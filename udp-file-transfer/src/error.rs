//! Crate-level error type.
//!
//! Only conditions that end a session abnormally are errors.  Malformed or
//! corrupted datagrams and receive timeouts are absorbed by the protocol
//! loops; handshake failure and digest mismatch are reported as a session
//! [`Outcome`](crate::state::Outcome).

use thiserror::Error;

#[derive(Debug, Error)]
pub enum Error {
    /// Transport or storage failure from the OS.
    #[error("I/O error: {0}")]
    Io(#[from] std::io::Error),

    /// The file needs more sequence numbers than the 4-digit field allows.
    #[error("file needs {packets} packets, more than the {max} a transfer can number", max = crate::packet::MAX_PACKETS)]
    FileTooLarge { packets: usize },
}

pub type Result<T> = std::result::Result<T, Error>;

--

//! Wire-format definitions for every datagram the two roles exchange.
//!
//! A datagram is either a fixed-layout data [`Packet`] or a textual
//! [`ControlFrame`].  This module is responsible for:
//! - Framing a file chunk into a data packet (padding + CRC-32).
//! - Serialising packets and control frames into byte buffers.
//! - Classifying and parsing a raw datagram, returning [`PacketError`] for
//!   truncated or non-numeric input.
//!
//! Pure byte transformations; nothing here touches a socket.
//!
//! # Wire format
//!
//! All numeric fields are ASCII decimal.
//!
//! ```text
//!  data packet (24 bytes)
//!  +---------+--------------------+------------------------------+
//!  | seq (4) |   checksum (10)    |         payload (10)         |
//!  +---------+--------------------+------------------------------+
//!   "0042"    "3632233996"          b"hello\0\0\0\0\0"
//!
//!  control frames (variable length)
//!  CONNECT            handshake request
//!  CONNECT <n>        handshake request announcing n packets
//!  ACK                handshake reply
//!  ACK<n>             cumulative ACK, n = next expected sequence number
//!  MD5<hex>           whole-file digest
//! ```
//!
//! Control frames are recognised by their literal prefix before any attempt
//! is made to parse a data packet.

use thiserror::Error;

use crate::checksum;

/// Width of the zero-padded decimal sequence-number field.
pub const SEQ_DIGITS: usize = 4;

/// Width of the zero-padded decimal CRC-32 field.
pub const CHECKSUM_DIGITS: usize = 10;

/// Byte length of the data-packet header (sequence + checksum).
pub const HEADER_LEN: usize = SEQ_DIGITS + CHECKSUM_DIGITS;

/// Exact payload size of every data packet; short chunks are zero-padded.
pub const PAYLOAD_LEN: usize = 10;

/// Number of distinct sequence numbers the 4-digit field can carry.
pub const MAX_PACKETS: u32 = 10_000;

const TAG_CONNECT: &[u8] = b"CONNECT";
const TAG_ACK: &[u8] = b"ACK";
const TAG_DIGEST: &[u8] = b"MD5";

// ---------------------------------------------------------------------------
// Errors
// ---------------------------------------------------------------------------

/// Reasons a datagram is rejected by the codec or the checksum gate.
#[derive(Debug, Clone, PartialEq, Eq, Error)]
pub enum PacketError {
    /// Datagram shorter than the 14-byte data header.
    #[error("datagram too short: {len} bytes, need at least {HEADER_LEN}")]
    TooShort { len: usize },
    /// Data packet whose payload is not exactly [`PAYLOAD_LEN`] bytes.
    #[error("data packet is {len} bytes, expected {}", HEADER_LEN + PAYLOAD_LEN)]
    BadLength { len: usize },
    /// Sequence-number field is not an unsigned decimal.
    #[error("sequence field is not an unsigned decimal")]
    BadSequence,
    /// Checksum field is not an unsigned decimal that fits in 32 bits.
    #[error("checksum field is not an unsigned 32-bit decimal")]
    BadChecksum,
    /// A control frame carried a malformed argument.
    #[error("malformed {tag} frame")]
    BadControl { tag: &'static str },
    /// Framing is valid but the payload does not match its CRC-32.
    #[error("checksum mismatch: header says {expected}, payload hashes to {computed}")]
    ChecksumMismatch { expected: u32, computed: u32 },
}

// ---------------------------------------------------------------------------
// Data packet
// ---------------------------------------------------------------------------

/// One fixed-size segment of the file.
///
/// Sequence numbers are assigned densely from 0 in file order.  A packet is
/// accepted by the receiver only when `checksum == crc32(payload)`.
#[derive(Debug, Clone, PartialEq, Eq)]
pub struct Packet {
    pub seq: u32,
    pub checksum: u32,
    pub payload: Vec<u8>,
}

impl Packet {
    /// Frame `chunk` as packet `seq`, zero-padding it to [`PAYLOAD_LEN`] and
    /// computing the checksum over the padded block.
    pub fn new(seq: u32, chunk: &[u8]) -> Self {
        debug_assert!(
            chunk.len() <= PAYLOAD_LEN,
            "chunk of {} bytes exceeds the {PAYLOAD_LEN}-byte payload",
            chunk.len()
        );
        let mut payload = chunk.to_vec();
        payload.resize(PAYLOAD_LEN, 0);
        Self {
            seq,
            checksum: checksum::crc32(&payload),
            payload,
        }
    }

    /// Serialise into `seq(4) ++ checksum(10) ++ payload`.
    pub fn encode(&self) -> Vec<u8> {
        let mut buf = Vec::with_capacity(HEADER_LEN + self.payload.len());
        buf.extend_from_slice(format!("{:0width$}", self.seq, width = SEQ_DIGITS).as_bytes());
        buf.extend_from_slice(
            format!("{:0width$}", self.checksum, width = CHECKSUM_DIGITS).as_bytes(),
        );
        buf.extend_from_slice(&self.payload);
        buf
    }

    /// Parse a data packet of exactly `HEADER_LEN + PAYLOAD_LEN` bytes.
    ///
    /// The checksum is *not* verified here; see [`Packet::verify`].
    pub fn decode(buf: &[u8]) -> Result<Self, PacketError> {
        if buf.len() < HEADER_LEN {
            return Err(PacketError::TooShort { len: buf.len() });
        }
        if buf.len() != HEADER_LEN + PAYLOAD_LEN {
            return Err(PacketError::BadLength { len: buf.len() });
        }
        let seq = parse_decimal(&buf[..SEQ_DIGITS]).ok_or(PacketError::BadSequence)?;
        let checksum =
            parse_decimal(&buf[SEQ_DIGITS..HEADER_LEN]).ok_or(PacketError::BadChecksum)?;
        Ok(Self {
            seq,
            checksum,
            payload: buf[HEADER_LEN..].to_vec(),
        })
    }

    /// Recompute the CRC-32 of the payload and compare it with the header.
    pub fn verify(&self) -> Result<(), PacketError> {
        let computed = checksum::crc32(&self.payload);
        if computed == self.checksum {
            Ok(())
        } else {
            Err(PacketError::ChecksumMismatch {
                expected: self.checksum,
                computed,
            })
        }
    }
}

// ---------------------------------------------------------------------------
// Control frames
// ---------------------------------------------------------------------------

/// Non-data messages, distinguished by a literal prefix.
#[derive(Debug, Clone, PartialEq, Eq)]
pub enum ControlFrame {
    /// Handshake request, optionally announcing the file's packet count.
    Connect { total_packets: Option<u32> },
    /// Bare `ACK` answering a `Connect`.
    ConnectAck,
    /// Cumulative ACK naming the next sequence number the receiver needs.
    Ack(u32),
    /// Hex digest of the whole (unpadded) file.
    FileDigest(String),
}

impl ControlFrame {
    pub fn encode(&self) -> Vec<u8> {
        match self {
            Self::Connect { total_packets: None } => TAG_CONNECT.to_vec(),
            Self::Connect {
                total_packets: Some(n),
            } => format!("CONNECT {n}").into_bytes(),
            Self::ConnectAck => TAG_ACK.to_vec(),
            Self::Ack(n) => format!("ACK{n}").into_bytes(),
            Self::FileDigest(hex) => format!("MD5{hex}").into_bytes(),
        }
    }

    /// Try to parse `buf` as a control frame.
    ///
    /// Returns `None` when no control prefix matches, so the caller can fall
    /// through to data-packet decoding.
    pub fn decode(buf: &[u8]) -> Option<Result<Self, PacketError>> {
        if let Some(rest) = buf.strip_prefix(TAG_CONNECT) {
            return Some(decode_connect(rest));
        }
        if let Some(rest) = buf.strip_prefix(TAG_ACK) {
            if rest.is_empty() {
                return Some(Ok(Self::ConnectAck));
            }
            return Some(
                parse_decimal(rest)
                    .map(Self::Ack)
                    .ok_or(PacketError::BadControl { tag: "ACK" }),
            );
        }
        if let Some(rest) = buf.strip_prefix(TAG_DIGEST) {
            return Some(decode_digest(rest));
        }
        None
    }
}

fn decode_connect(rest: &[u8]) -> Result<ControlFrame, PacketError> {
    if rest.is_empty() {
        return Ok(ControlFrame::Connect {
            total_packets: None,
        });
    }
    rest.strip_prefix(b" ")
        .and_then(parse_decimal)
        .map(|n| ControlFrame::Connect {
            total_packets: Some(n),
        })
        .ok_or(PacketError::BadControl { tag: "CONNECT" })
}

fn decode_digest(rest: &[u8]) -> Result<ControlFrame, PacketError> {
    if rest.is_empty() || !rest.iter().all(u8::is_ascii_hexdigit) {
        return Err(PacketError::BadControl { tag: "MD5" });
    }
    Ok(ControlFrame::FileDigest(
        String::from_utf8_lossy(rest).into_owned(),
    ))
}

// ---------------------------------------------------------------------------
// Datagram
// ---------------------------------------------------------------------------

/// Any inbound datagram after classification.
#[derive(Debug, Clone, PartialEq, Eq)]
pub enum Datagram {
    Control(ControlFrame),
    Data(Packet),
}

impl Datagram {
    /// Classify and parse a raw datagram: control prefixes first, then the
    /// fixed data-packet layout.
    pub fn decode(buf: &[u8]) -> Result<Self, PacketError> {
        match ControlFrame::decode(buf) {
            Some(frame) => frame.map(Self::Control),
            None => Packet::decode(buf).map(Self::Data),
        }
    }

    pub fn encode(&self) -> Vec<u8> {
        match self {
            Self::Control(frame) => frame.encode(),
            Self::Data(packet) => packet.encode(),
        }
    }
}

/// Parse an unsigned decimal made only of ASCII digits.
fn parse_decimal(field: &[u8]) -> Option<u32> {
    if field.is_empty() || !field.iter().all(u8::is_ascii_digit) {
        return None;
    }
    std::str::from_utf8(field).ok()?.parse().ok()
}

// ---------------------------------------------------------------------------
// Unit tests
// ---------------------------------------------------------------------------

▶ [Task description]
Count every line of the records that holds "padding". State the number, nothing else.

▶ [Answer box]
2